[INPUT FOR THIS TASK]
══════════════════════════════
//! Integration tests for the recording pipeline: chunk upload, completion,
//! temporal linking to sessions, and archive access.

use axum::{
    body::Body,
    http::{Request, StatusCode},
    routing::{get, post},
    Router,
};
use base64::engine::general_purpose::STANDARD as BASE64;
use base64::Engine;
use flowcap_server::{config::Config, routes, state::AppState};
use serde_json::{json, Value};
use std::sync::Arc;
use tower::ServiceExt;

fn create_test_app_with(config: Config) -> (Router, Arc<AppState>) {
    let state = Arc::new(AppState::new(config));

    let app = Router::new()
        .route("/api/events", post(routes::events::ingest))
        .route("/api/sessions/{id}", get(routes::sessions::get))
        .route("/api/recordings", get(routes::recordings::list))
        .route("/api/recordings/{id}", get(routes::recordings::get))
        .route("/api/recordings/{id}/chunks", post(routes::recordings::put_chunk))
        .route(
            "/api/recordings/{id}/complete",
            post(routes::recordings::complete),
        )
        .route("/api/cleanup", post(routes::sessions::cleanup))
        .with_state(state.clone());

    (app, state)
}

fn create_test_app() -> (Router, Arc<AppState>) {
    create_test_app_with(Config {
        host: "127.0.0.1".to_string(),
        port: 0,
        ..Config::default()
    })
}

async fn send(app: &Router, method: &str, uri: &str, body: Option<Value>) -> (StatusCode, String) {
    let mut builder = Request::builder().method(method).uri(uri);
    let body = match body {
        Some(json) => {
            builder = builder.header("content-type", "application/json");
            Body::from(json.to_string())
        }
        None => Body::empty(),
    };

    let response = app
        .clone()
        .oneshot(builder.body(body).unwrap())
        .await
        .unwrap();
    let status = response.status();
    let bytes = axum::body::to_bytes(response.into_body(), usize::MAX)
        .await
        .unwrap();
    (status, String::from_utf8(bytes.to_vec()).unwrap())
}

fn parsed(body: &str) -> Value {
    serde_json::from_str(body).unwrap()
}

fn chunk(index: usize, total: usize, payload: &[u8]) -> Value {
    json!({
        "index": index,
        "total": total,
        "data": BASE64.encode(payload),
    })
}

/// Two events bounding a stored session in time.
async fn seed_session(app: &Router, session_id: &str, start: u64, last: u64) {
    for (kind, ts) in [("page_load", start), ("click", last)] {
        let payload = json!({"type": kind, "timestamp": ts, "sessionId": session_id});
        let (status, _) = send(app, "POST", "/api/events", Some(payload)).await;
        assert_eq!(status, StatusCode::OK);
    }
}

#[tokio::test]
async fn test_chunks_assemble_in_index_order() {
    let (app, _) = create_test_app();

    // upload out of order, as a flaky client would
    for (index, payload) in [(2usize, b"world".as_ref()), (0, b"hel"), (1, b"lo ")] {
        let (status, body) = send(
            &app,
            "POST",
            "/api/recordings/rec_1/chunks",
            Some(chunk(index, 3, payload)),
        )
        .await;
        assert_eq!(status, StatusCode::OK);
        assert_eq!(parsed(&body)["received"], index);
    }

    let (status, body) = send(
        &app,
        "POST",
        "/api/recordings/rec_1/complete",
        Some(json!({"durationMs": 4_000, "completionTimestamp": 1_000})),
    )
    .await;
    assert_eq!(status, StatusCode::OK);
    let body = parsed(&body);
    assert_eq!(body["ok"], true);
    assert_eq!(body["recordingId"], "rec_1");
    assert_eq!(body["sizeBytes"], 11);
    assert_eq!(
        body["sha256"],
        "b94d27b9934d3e08a52e52d7da7dabfac484efe37a5380ee9088f7ace2efcde9"
    );
    assert_eq!(body["linked"], false);

    let (status, body) = send(&app, "GET", "/api/recordings/rec_1?data=true", None).await;
    assert_eq!(status, StatusCode::OK);
    let body = parsed(&body);
    assert_eq!(body["mimeType"], "video/webm");
    assert_eq!(body["completionTimestamp"], 1_000);
    let payload = BASE64.decode(body["data"].as_str().unwrap()).unwrap();
    assert_eq!(payload, b"hello world");
}

#[tokio::test]
async fn test_chunk_receipt_counts_distinct_slots() {
    let (app, _) = create_test_app();

    let (_, first) = send(
        &app,
        "POST",
        "/api/recordings/rec_1/chunks",
        Some(chunk(0, 2, b"aa")),
    )
    .await;
    assert_eq!(parsed(&first)["have"], 1);

    // a retried index does not inflate the count
    let (_, retry) = send(
        &app,
        "POST",
        "/api/recordings/rec_1/chunks",
        Some(chunk(0, 2, b"aa")),
    )
    .await;
    let retry = parsed(&retry);
    assert_eq!(retry["have"], 1);
    assert_eq!(retry["total"], 2);

    let (_, second) = send(
        &app,
        "POST",
        "/api/recordings/rec_1/chunks",
        Some(chunk(1, 2, b"bb")),
    )
    .await;
    assert_eq!(parsed(&second)["have"], 2);
}

#[tokio::test]
async fn test_incomplete_completion_conflicts_then_succeeds() {
    let (app, _) = create_test_app();

    send(
        &app,
        "POST",
        "/api/recordings/rec_1/chunks",
        Some(chunk(1, 4, b"b")),
    )
    .await;

    let (status, body) = send(&app, "POST", "/api/recordings/rec_1/complete", None).await;
    assert_eq!(status, StatusCode::CONFLICT);
    assert!(body.contains("missing chunks [0, 2, 3]"), "unexpected body: {body}");

    // fill the gaps on the retained buffer and try again
    for index in [0usize, 2, 3] {
        send(
            &app,
            "POST",
            "/api/recordings/rec_1/chunks",
            Some(chunk(index, 4, b"x")),
        )
        .await;
    }
    let (status, body) = send(&app, "POST", "/api/recordings/rec_1/complete", None).await;
    assert_eq!(status, StatusCode::OK);
    assert_eq!(parsed(&body)["sizeBytes"], 4);
}

#[tokio::test]
async fn test_unknown_recording_is_not_found() {
    let (app, _) = create_test_app();

    let (status, body) = send(&app, "POST", "/api/recordings/rec_ghost/complete", None).await;
    assert_eq!(status, StatusCode::NOT_FOUND);
    assert!(body.contains("rec_ghost"));

    let (status, _) = send(&app, "GET", "/api/recordings/rec_ghost", None).await;
    assert_eq!(status, StatusCode::NOT_FOUND);
}

#[tokio::test]
async fn test_bad_base64_is_rejected() {
    let (app, _) = create_test_app();

    let payload = json!({"index": 0, "total": 1, "data": "not base64!!!"});
    let (status, body) = send(&app, "POST", "/api/recordings/rec_1/chunks", Some(payload)).await;
    assert_eq!(status, StatusCode::BAD_REQUEST);
    assert!(body.contains("not valid base64"));
}

#[tokio::test]
async fn test_chunk_validation_rejections() {
    let (app, _) = create_test_app();

    let (status, _) = send(
        &app,
        "POST",
        "/api/recordings/rec_1/chunks",
        Some(chunk(0, 0, b"x")),
    )
    .await;
    assert_eq!(status, StatusCode::BAD_REQUEST);

    let (status, _) = send(
        &app,
        "POST",
        "/api/recordings/rec_1/chunks",
        Some(chunk(3, 3, b"x")),
    )
    .await;
    assert_eq!(status, StatusCode::BAD_REQUEST);

    // a chunk disagreeing with the declared total is refused
    send(
        &app,
        "POST",
        "/api/recordings/rec_1/chunks",
        Some(chunk(0, 3, b"x")),
    )
    .await;
    let (status, _) = send(
        &app,
        "POST",
        "/api/recordings/rec_1/chunks",
        Some(chunk(1, 5, b"x")),
    )
    .await;
    assert_eq!(status, StatusCode::BAD_REQUEST);
}

#[tokio::test]
async fn test_completed_recording_links_to_overlapping_session() {
    let (app, _) = create_test_app();
    seed_session(&app, "sess_checkout", 10_000, 17_000).await;

    send(
        &app,
        "POST",
        "/api/recordings/rec_cam/chunks",
        Some(chunk(0, 1, b"frames")),
    )
    .await;

    // recording window [8000, 16000] against session [10000, 17000]
    let (status, body) = send(
        &app,
        "POST",
        "/api/recordings/rec_cam/complete",
        Some(json!({"durationMs": 8_000, "completionTimestamp": 16_000})),
    )
    .await;
    assert_eq!(status, StatusCode::OK);
    let body = parsed(&body);
    assert_eq!(body["linked"], true);
    assert_eq!(body["sessionId"], "sess_checkout");

    let (_, session) = send(&app, "GET", "/api/sessions/sess_checkout", None).await;
    assert_eq!(parsed(&session)["recordingId"], "rec_cam");

    let (_, meta) = send(&app, "GET", "/api/recordings/rec_cam", None).await;
    assert_eq!(parsed(&meta)["linkedSessionId"], "sess_checkout");
}

#[tokio::test]
async fn test_recording_far_from_any_session_stays_unlinked() {
    let (app, _) = create_test_app();
    seed_session(&app, "sess_1", 10_000, 11_000).await;

    send(
        &app,
        "POST",
        "/api/recordings/rec_late/chunks",
        Some(chunk(0, 1, b"frames")),
    )
    .await;

    let (status, body) = send(
        &app,
        "POST",
        "/api/recordings/rec_late/complete",
        Some(json!({"durationMs": 1_000, "completionTimestamp": 500_000})),
    )
    .await;
    assert_eq!(status, StatusCode::OK, "an unlinked completion is not an error");
    let body = parsed(&body);
    assert_eq!(body["ok"], true);
    assert_eq!(body["linked"], false);
    assert!(body.get("sessionId").is_none());

    let (_, session) = send(&app, "GET", "/api/sessions/sess_1", None).await;
    assert!(parsed(&session).get("recordingId").is_none());
}

#[tokio::test]
async fn test_second_recording_cannot_claim_a_linked_session() {
    let (app, _) = create_test_app();
    seed_session(&app, "sess_1", 10_000, 20_000).await;

    for rec in ["rec_a", "rec_b"] {
        send(
            &app,
            "POST",
            &format!("/api/recordings/{rec}/chunks"),
            Some(chunk(0, 1, b"frames")),
        )
        .await;
    }

    let (_, first) = send(
        &app,
        "POST",
        "/api/recordings/rec_a/complete",
        Some(json!({"durationMs": 8_000, "completionTimestamp": 15_000})),
    )
    .await;
    assert_eq!(parsed(&first)["linked"], true);

    let (_, second) = send(
        &app,
        "POST",
        "/api/recordings/rec_b/complete",
        Some(json!({"durationMs": 8_000, "completionTimestamp": 16_000})),
    )
    .await;
    assert_eq!(parsed(&second)["linked"], false);

    let (_, session) = send(&app, "GET", "/api/sessions/sess_1", None).await;
    assert_eq!(parsed(&session)["recordingId"], "rec_a");
}

#[tokio::test]
async fn test_archive_lists_newest_completion_first() {
    let (app, _) = create_test_app();

    for (rec, completed_at) in [("rec_old", 1_000u64), ("rec_new", 2_000)] {
        send(
            &app,
            "POST",
            &format!("/api/recordings/{rec}/chunks"),
            Some(chunk(0, 1, b"frames")),
        )
        .await;
        send(
            &app,
            "POST",
            &format!("/api/recordings/{rec}/complete"),
            Some(json!({"completionTimestamp": completed_at})),
        )
        .await;
    }

    let (status, body) = send(&app, "GET", "/api/recordings", None).await;
    assert_eq!(status, StatusCode::OK);
    let listing = parsed(&body);
    let metas = listing.as_array().unwrap();
    assert_eq!(metas.len(), 2);
    assert_eq!(metas[0]["recordingId"], "rec_new");
    assert_eq!(metas[1]["recordingId"], "rec_old");
    assert!(metas[0]["completedAt"].as_str().is_some());
    assert!(metas[0].get("data").is_none());
}

#[tokio::test]
async fn test_archive_meta_omits_payload_by_default() {
    let (app, _) = create_test_app();

    send(
        &app,
        "POST",
        "/api/recordings/rec_1/chunks",
        Some(chunk(0, 1, b"frames")),
    )
    .await;
    send(&app, "POST", "/api/recordings/rec_1/complete", None).await;

    let (status, body) = send(&app, "GET", "/api/recordings/rec_1", None).await;
    assert_eq!(status, StatusCode::OK);
    let meta = parsed(&body);
    assert_eq!(meta["sizeBytes"], 6);
    assert!(!meta["sha256"].as_str().unwrap().is_empty());
    assert!(meta.get("data").is_none());
}

#[tokio::test]
async fn test_complete_without_body_uses_defaults() {
    let (app, _) = create_test_app();

    send(
        &app,
        "POST",
        "/api/recordings/rec_1/chunks",
        Some(chunk(0, 1, b"frames")),
    )
    .await;

    let (status, body) = send(&app, "POST", "/api/recordings/rec_1/complete", None).await;
    assert_eq!(status, StatusCode::OK);
    let body = parsed(&body);
    assert_eq!(body["ok"], true);
    assert_eq!(body["sizeBytes"], 6);
    assert_eq!(body["linked"], false);

    let (_, meta) = send(&app, "GET", "/api/recordings/rec_1", None).await;
    let meta = parsed(&meta);
    assert_eq!(meta["mimeType"], "video/webm");
    assert!(meta["completionTimestamp"].as_u64().unwrap() > 0);
}

#[tokio::test]
async fn test_cleanup_evicts_stale_upload_buffers() {
    // a zero TTL turns the sweep into "evict everything in flight"
    let (app, _) = create_test_app_with(Config {
        recording_buffer_ttl_secs: 0,
        ..Config::default()
    });

    send(
        &app,
        "POST",
        "/api/recordings/rec_stuck/chunks",
        Some(chunk(0, 3, b"a")),
    )
    .await;
    tokio::time::sleep(std::time::Duration::from_millis(10)).await;

    let (status, body) = send(&app, "POST", "/api/cleanup", None).await;
    assert_eq!(status, StatusCode::OK);
    assert_eq!(parsed(&body)["removedBuffers"], 1);

    let (status, _) = send(&app, "POST", "/api/recordings/rec_stuck/complete", None).await;
    assert_eq!(status, StatusCode::NOT_FOUND);
}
══════════════════════════════
[WHAT THE TASK ASKS]
For every line above that includes the string "contains", copy the line.

[WRITTEN ANSWER]
    assert!(body.contains("missing chunks [0, 2, 3]"), "unexpected body: {body}");
    assert!(body.contains("rec_ghost"));
    assert!(body.contains("not valid base64"));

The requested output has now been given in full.